Sungguh sangat naïf, jika umat
dipaksa untuk menjalankan syariat secara sempurna tanpa memiliki pondasi
keimanan terlebih dahulu. Palingtidak kedua hal itu haruslah sejalan. Peletakan
pondasi keimanan seiring dengan pelaksanaan syariat itu sendiri.
Islam dari kubu syariat hanya
berorientasi pelaksanaaan syariat sebagaimana contoh Rosululloh saat ketika
Islam sudah sempurna.
Islam kubu hakekat hanya
berorientasi kepada bagaimana kontemplasi pencarian hakekat yang dilakukan
Rosululloh pada masa-masa sebelum kenabiannya.
Kedua kubu ini seperti saling
berseteru, saling mencemooh.
Maka kajian ini , lebih memilih
pemahaman kedua , bahwa selayaknya kita memahami secara utuh , yaitu
sebagaimana seorang manusia mengalami pergulatan panjang untuk mencari jalan
kepada Tuhannya. Meletakan pondasi keimanan sebagaimana perjalanan hidup
Rosululloh itu sendiri. Dari kecil hingga Beliau diangkat sebagai Rosul.
Semua ini harus kita kaji dan
menjadi teladan buta kita umat Islam. Jangan hanya sepenggal kita melihat diri
Nabi hanya setelah Islam di sempurnakan. Semua harus utuh sebagaiamana
perjalanan hidup anak manusia biasa yang karena ke-luar biasa-an-nya,
membuat Beliau diangkat sebagai Rosul, menjadi teladan seluruh umat
manusia. Hal inilah yang samar kita lupakan.
Kita telusuri satu demi satu
perjalanan hidup beliau. Bagaimana pencarian beliau. Hal ini dapat pula menjadi
contoh kepada kita umat Muhammad, kita merasakan betul, bagaimana upaya Beliau,
keprihatinan Beliau, dengan situasi dan kondisi masyarakat saat itu. Memikirkan
situasi dan kondisi masyarakatnya yang menyembah berhala, dan dimana pelbagai
penyakit sosial menghinggapinya.
Dalam keprihatinan, Beliau
mencari kebenaran melalui kontemplasi yang panjang, berhari-hari,
berbulan-bulan, dengan waktu yang tak terbilang. Kadang menyusuri padang pasir
, di teriknya siang, di dinginnya malam, ditengah hujan dan diantara
angin badai yang kadang tak ramah. Di tiap bulan Romadhan , tak pernah
terlewat, untuk melakukan tahanut di goa Hiro. Di senyapnya malam, diantara
kesunyian bintang-bintang di langit.
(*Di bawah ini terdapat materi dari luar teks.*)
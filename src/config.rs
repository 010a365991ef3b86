//! Settings file (`ph.toml`).
//!
//! Looked up next to the project file first, then at `~/.ph/config.toml`.
//! Every key is optional; a missing file means defaults everywhere.
//!
//! ```toml
//! [scheduler]
//! poll_interval_ms = 10
//! on_failure = "abort-chain"
//!
//! [toolchain]
//! target = "windows"
//! cc = "clang"
//! cython = "cython3"
//!
//! [python]
//! include = "/usr/include/python3.12"
//! lib = "python3.12"
//! ```

use crate::platform::Platform;
use crate::scheduler::{FailurePolicy, Scheduler};
use crate::synth::Toolchain;
use anyhow::{Context, Result, anyhow};
use serde::Deserialize;
use std::fs;
use std::path::{Path, PathBuf};
use std::time::Duration;

pub const CONFIG_FILE: &str = "ph.toml";

#[derive(Deserialize, Debug, Default, Clone, PartialEq)]
#[serde(default, deny_unknown_fields)]
pub struct PhConfig {
    pub scheduler: SchedulerConfig,
    pub toolchain: ToolchainConfig,
    pub python: PythonConfig,
}

#[derive(Deserialize, Debug, Default, Clone, PartialEq)]
#[serde(default, deny_unknown_fields)]
pub struct SchedulerConfig {
    pub poll_interval_ms: Option<u64>,
    pub on_failure: Option<FailurePolicy>,
}

#[derive(Deserialize, Debug, Default, Clone, PartialEq)]
#[serde(default, deny_unknown_fields)]
pub struct ToolchainConfig {
    /// Target platform name, for path conventions and artifact extensions
    pub target: Option<String>,
    pub cc: Option<String>,
    pub cython: Option<String>,
}

#[derive(Deserialize, Debug, Default, Clone, PartialEq)]
#[serde(default, deny_unknown_fields)]
pub struct PythonConfig {
    pub include: Option<String>,
    pub lib: Option<String>,
    pub lib_dir: Option<String>,
}

impl PhConfig {
    pub fn parse(content: &str) -> Result<Self> {
        toml::from_str(content).context("Failed to parse ph.toml")
    }

    /// Resolve the synthesizer's view of the target.
    pub fn toolchain(&self, host: Platform) -> Result<Toolchain> {
        let platform = match &self.toolchain.target {
            Some(name) => Platform::by_name(name).ok_or_else(|| {
                anyhow!(
                    "Unknown target '{}' in ph.toml (expected windows, linux or mac)",
                    name
                )
            })?,
            None => host,
        };

        let mut toolchain = Toolchain::new(platform);
        toolchain.cc = self.toolchain.cc.clone();
        if let Some(cython) = &self.toolchain.cython {
            toolchain.cython = cython.clone();
        }
        if let Some(include) = &self.python.include {
            toolchain.python.include = Some(include.clone());
        }
        if let Some(lib) = &self.python.lib {
            toolchain.python.lib = Some(lib.clone());
        }
        if let Some(lib_dir) = &self.python.lib_dir {
            toolchain.python.lib_dir = Some(lib_dir.clone());
        }
        Ok(toolchain)
    }

    /// Build a scheduler running steps from `working_dir`.
    pub fn scheduler(&self, working_dir: &Path) -> Scheduler {
        let mut scheduler = Scheduler::new()
            .with_working_dir(working_dir)
            .with_policy(self.scheduler.on_failure.unwrap_or_default());
        if let Some(ms) = self.scheduler.poll_interval_ms {
            scheduler = scheduler.with_poll_interval(Duration::from_millis(ms.max(1)));
        }
        scheduler
    }
}

fn user_config_path() -> Option<PathBuf> {
    dirs::home_dir().map(|home| home.join(".ph").join("config.toml"))
}

/// Load `ph.toml` from `project_dir`, falling back to the user config.
pub fn load_config(project_dir: &Path) -> Result<PhConfig> {
    let candidates = std::iter::once(project_dir.join(CONFIG_FILE)).chain(user_config_path());

    for path in candidates {
        if path.exists() {
            let content = fs::read_to_string(&path)
                .with_context(|| format!("Failed to read {}", path.display()))?;
            return PhConfig::parse(&content)
                .with_context(|| format!("Invalid settings in {}", path.display()));
        }
    }

    Ok(PhConfig::default())
}
//! Operation log tests: numbering, pause/jump/resume/commit, replay laws.

use parking_lot::Mutex;
use proptest::prelude::*;
use rewind::{Op, OpId, OpPayload, Oplog, Store, StoreConfig, StoreError};
use serde_json::{json, Value};
use std::sync::Arc;

fn map(value: Value) -> rewind::StateMap {
    value.as_object().unwrap().clone()
}

fn logged_store(defaults: Value) -> Store {
    Store::new(StoreConfig {
        defaults: map(defaults),
        enable_oplog: true,
    })
}

/// Strip timestamps so fixtures can compare ids and payloads.
fn ids_and_payloads(ops: Vec<Op>) -> Vec<(u64, OpPayload)> {
    ops.into_iter().map(|op| (op.op_id.0, op.payload)).collect()
}

// --- Recording ---

#[test]
fn test_records_all_ops() {
    let store = logged_store(json!({"kkr": 10}));

    store.set("abc", json!(10));
    store
        .update(|_| Some(map(json!({"abc": 20, "bbc": 50}))))
        .unwrap();

    let ops = ids_and_payloads(store.oplog().unwrap().get_all_ops());
    assert_eq!(
        ops,
        vec![
            (
                1,
                OpPayload::Set {
                    key: "abc".into(),
                    value: json!(10),
                }
            ),
            (2, OpPayload::Update(map(json!({"abc": 20, "bbc": 50})))),
        ]
    );
}

#[test]
fn test_op_numbering_is_dense_from_one() {
    let store = logged_store(json!({}));

    for i in 0..5 {
        store.set("k", json!(i));
    }

    let ids: Vec<u64> = store
        .oplog()
        .unwrap()
        .get_all_ops()
        .iter()
        .map(|op| op.op_id.0)
        .collect();
    assert_eq!(ids, vec![1, 2, 3, 4, 5]);
}

#[test]
fn test_no_ops_recorded_while_paused() {
    let store = logged_store(json!({"kkr": 10}));
    let oplog = store.oplog().unwrap();

    oplog.pause();
    store.set("abc", json!(10));

    assert!(oplog.get_all_ops().is_empty());
}

#[test]
fn test_recording_restarts_after_resume() {
    let store = logged_store(json!({"kkr": 10}));
    let oplog = store.oplog().unwrap();

    oplog.pause();
    store.set("abc", json!(10));

    oplog.resume();
    store.set("ccy", json!(20));

    let ops = ids_and_payloads(oplog.get_all_ops());
    assert_eq!(
        ops,
        vec![(
            1,
            OpPayload::Set {
                key: "ccy".into(),
                value: json!(20),
            }
        )]
    );
}

// --- Log Watchers ---

#[test]
fn test_log_watcher_sees_appended_entries() {
    let store = logged_store(json!({"kkr": 10}));
    let seen = Arc::new(Mutex::new(Vec::new()));

    let seen_in = Arc::clone(&seen);
    store
        .oplog()
        .unwrap()
        .watch(move |op| seen_in.lock().push(op.clone()));

    store.set("aac", json!(20));

    let ops = ids_and_payloads(seen.lock().clone());
    assert_eq!(
        ops,
        vec![(
            1,
            OpPayload::Set {
                key: "aac".into(),
                value: json!(20),
            }
        )]
    );
}

#[test]
fn test_log_watcher_stop_is_idempotent() {
    let store = logged_store(json!({}));
    let calls = Arc::new(Mutex::new(0u32));

    let calls_in = Arc::clone(&calls);
    let handle = store.oplog().unwrap().watch(move |_| *calls_in.lock() += 1);

    handle.stop();
    handle.stop();
    store.set("aac", json!(20));

    assert_eq!(*calls.lock(), 0);
}

// --- JumpTo ---

#[test]
fn test_jump_to_replays_set_prefix() {
    let store = logged_store(json!({"kkr": 10}));

    store.set("abc", json!(10));
    store.set("bbc", json!(20));
    store.set("cnn", json!(60));

    store.oplog().unwrap().jump_to(2).unwrap();

    assert_eq!(
        store.get_all(),
        map(json!({"kkr": 10, "abc": 10, "bbc": 20}))
    );
}

#[test]
fn test_jump_to_replays_update_batches() {
    let store = logged_store(json!({"kkr": 10}));

    store
        .update(|_| Some(map(json!({"kkr": 50, "gyc": 70}))))
        .unwrap();
    store.set("bbc", json!(20));
    store.set("cnn", json!(60));

    store.oplog().unwrap().jump_to(2).unwrap();

    assert_eq!(
        store.get_all(),
        map(json!({"kkr": 50, "gyc": 70, "bbc": 20}))
    );
}

#[test]
fn test_jump_on_empty_log_yields_baseline() {
    let store = logged_store(json!({"kkr": 10}));

    store.oplog().unwrap().jump_to(5).unwrap();

    assert_eq!(store.get_all(), map(json!({"kkr": 10})));
}

#[test]
fn test_jump_pauses_and_keeps_entries() {
    let store = logged_store(json!({}));
    store.set("abc", json!(10));
    store.set("bbc", json!(20));

    let oplog = store.oplog().unwrap();
    oplog.jump_to(1).unwrap();

    assert!(oplog.is_paused());
    assert_eq!(oplog.current_op_id(), Some(OpId(1)));
    // No entries are discarded by a jump.
    assert_eq!(oplog.op_count(), 2);

    // Sandbox mutations are not recorded.
    store.set("scratch", json!(true));
    assert_eq!(oplog.op_count(), 2);
}

#[test]
fn test_jump_rejects_non_positive_targets() {
    let store = logged_store(json!({"kkr": 10}));
    store.set("abc", json!(10));
    let oplog = store.oplog().unwrap();

    for bad in [0, -3] {
        let result = oplog.jump_to(bad);
        assert!(matches!(result, Err(StoreError::InvalidOpId(id)) if id == bad));
    }

    // Rejected before any side effect: still live, state untouched.
    assert!(!oplog.is_paused());
    assert_eq!(store.get_all(), map(json!({"kkr": 10, "abc": 10})));
}

#[test]
fn test_jump_notifies_like_bulk_replace() {
    let store = logged_store(json!({}));
    store.set("abc", json!(10));
    store.set("abc", json!(20));

    let subscriber_calls = Arc::new(Mutex::new(0u32));
    let abc_values = Arc::new(Mutex::new(Vec::new()));

    let calls = Arc::clone(&subscriber_calls);
    store.subscribe(move |_| *calls.lock() += 1);
    let abc = Arc::clone(&abc_values);
    store.watch("abc", move |value| abc.lock().push(value.clone()));

    store.oplog().unwrap().jump_to(1).unwrap();

    assert_eq!(*subscriber_calls.lock(), 1);
    assert_eq!(*abc_values.lock(), vec![json!(10)]);
}

// --- Resume ---

#[test]
fn test_resume_restores_pre_jump_live_state() {
    let store = logged_store(json!({"kkr": 10}));
    store.set("abc", json!(10));
    store.set("bbc", json!(20));
    let live = store.get_all();

    let oplog = store.oplog().unwrap();
    oplog.jump_to(1).unwrap();
    assert_ne!(store.get_all(), live);

    // Sandbox edits are discarded on resume; they were never logged.
    store.set("scratch", json!(true));
    oplog.resume();

    assert_eq!(store.get_all(), live);
    assert!(!oplog.is_paused());
    assert_eq!(oplog.current_op_id(), None);
}

#[test]
fn test_resume_after_plain_pause_discards_paused_mutations() {
    let store = logged_store(json!({"kkr": 10}));
    let oplog = store.oplog().unwrap();

    oplog.pause();
    store.set("abc", json!(10));
    oplog.resume();

    assert_eq!(store.get_all(), map(json!({"kkr": 10})));
}

#[test]
fn test_resume_while_live_is_a_noop() {
    let store = logged_store(json!({"kkr": 10}));
    let oplog = store.oplog().unwrap();

    oplog.resume();

    assert_eq!(store.get_all(), map(json!({"kkr": 10})));
    assert!(!oplog.is_paused());
}

#[test]
fn test_repeated_jumps_keep_original_pre_jump_state() {
    let store = logged_store(json!({}));
    store.set("abc", json!(10));
    store.set("bbc", json!(20));
    store.set("cnn", json!(60));
    let live = store.get_all();

    let oplog = store.oplog().unwrap();
    oplog.jump_to(1).unwrap();
    oplog.jump_to(2).unwrap();
    assert_eq!(oplog.current_op_id(), Some(OpId(2)));

    // Resume aborts to the state before the first jump, not the second.
    oplog.resume();
    assert_eq!(store.get_all(), live);
}

// --- Commit ---

#[test]
fn test_commit_requires_paused_log() {
    let store = logged_store(json!({}));
    store.set("abc", json!(10));

    let result = store.oplog().unwrap().commit();
    assert!(matches!(result, Err(StoreError::NotPaused)));

    // Nothing changed: still live, history intact.
    assert_eq!(store.oplog().unwrap().op_count(), 1);
    assert_eq!(store.get("abc"), Some(json!(10)));
}

#[test]
fn test_commit_discards_history_and_restarts_numbering() {
    let store = logged_store(json!({"kkr": 10}));
    store.set("abc", json!(10));
    store.set("bbc", json!(20));
    store.set("cnn", json!(60));

    let oplog = store.oplog().unwrap();
    oplog.jump_to(2).unwrap();
    oplog.commit().unwrap();

    assert!(oplog.get_all_ops().is_empty());
    assert!(!oplog.is_paused());
    assert_eq!(store.get_all(), map(json!({"kkr": 10, "abc": 10, "bbc": 20})));

    store.set("fresh", json!(1));
    let ops = ids_and_payloads(oplog.get_all_ops());
    assert_eq!(
        ops,
        vec![(
            1,
            OpPayload::Set {
                key: "fresh".into(),
                value: json!(1),
            }
        )]
    );
}

#[test]
fn test_commit_promotes_sandbox_edits() {
    let store = logged_store(json!({"kkr": 10}));
    store.set("abc", json!(10));

    let oplog = store.oplog().unwrap();
    oplog.jump_to(1).unwrap();
    store.set("experiment", json!("keep me"));
    oplog.commit().unwrap();

    // The sandbox state is the new permanent baseline.
    assert_eq!(
        store.get_all(),
        map(json!({"kkr": 10, "abc": 10, "experiment": "keep me"}))
    );
    assert_eq!(
        oplog.baseline().to_map(),
        map(json!({"kkr": 10, "abc": 10, "experiment": "keep me"}))
    );

    // Replay after commit runs against the promoted baseline.
    store.set("later", json!(2));
    oplog.jump_to(1).unwrap();
    assert_eq!(
        store.get_all(),
        map(json!({"kkr": 10, "abc": 10, "experiment": "keep me", "later": 2}))
    );
}

#[test]
fn test_commit_after_plain_pause_keeps_live_state() {
    let store = logged_store(json!({"kkr": 10}));
    store.set("abc", json!(10));

    let oplog = store.oplog().unwrap();
    oplog.pause();
    oplog.commit().unwrap();

    assert_eq!(store.get_all(), map(json!({"kkr": 10, "abc": 10})));
    assert!(oplog.get_all_ops().is_empty());
    assert!(!oplog.is_paused());
}

// --- History Export / Import ---

#[test]
fn test_history_roundtrip_rebuilds_store() {
    let store = logged_store(json!({"kkr": 10}));
    store.set("abc", json!(10));
    store
        .update(|_| Some(map(json!({"abc": 20, "bbc": 50}))))
        .unwrap();

    let bytes = store.oplog().unwrap().export_history().unwrap();
    let history = Oplog::import_history(&bytes).unwrap();
    let rebuilt = Store::from_history(history);

    assert_eq!(rebuilt.get_all(), store.get_all());
    assert_eq!(
        ids_and_payloads(rebuilt.oplog().unwrap().get_all_ops()),
        ids_and_payloads(store.oplog().unwrap().get_all_ops())
    );

    // The rebuilt log keeps numbering and replay behavior.
    rebuilt.set("cnn", json!(60));
    assert_eq!(rebuilt.oplog().unwrap().get_all_ops().last().unwrap().op_id, OpId(3));
    rebuilt.oplog().unwrap().jump_to(1).unwrap();
    assert_eq!(rebuilt.get_all(), map(json!({"kkr": 10, "abc": 10})));
}

// --- Replay Round-Trip Law ---

proptest! {
    /// For any op sequence and any recorded target, jump_to reconstructs
    /// exactly the prefix fold, and resume restores the full live state.
    #[test]
    fn prop_jump_to_equals_prefix_fold(
        writes in prop::collection::vec((0..5usize, -1000i64..1000), 1..20),
        target_index in 0usize..19,
    ) {
        let store = logged_store(json!({"base": true}));
        for (key_index, value) in &writes {
            store.set(format!("k{}", key_index), json!(value));
        }
        let live = store.get_all();

        let target = (target_index % writes.len()) + 1;

        // Independent model: baseline plus the first `target` writes.
        let mut expected = map(json!({"base": true}));
        for (key_index, value) in writes.iter().take(target) {
            expected.insert(format!("k{}", key_index), json!(value));
        }

        let oplog = store.oplog().unwrap();
        oplog.jump_to(target as i64).unwrap();
        prop_assert_eq!(store.get_all(), expected);

        oplog.resume();
        prop_assert_eq!(store.get_all(), live);
    }
}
Dan lengangnya gurun pasir tak
bertepi,sejauh pandangan mata. Menanti jawaban, dalam pergulatan yang tak
berhingga, sering meresahkan dirinya, kadang menyedihkan, kadang menenangkan,
kadang, mengecewakan, kadang membuat nelangsa, dalam helaan nafas memberat,
menyaksikan kaumnya dalam kegelapan. Ini memberatkan Jiwa-nya.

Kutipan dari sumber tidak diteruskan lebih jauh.